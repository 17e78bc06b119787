pub mod task;
pub mod draft;
pub mod dashboard;
pub mod applicant;

pub use task::*;
pub use draft::*;
pub use dashboard::*;
pub use applicant::*;
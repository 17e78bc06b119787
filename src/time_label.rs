use chrono::NaiveDateTime;

/// "N min ago" style label for a posting time, refreshed by the caller.
pub fn relative(posted: NaiveDateTime, now: NaiveDateTime) -> String {
    let minutes = (now - posted).num_minutes();
    if minutes < 1 {
        return "just now".to_string();
    }
    if minutes < 60 {
        return format!("{minutes} min ago");
    }
    let hours = minutes / 60;
    if hours < 24 {
        return ago(hours, "hour");
    }
    let days = hours / 24;
    if days < 7 {
        return ago(days, "day");
    }
    posted.format("%Y/%m/%d").to_string()
}

fn ago(n: i64, unit: &str) -> String {
    if n == 1 {
        format!("1 {unit} ago")
    } else {
        format!("{n} {unit}s ago")
    }
}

* * * * * * * * *

- _WORK TO COMPLETE_
Find the lines of the listing that contain the string "format" and give how many there are, with no other words.

- _SOLUTION BELOW_
4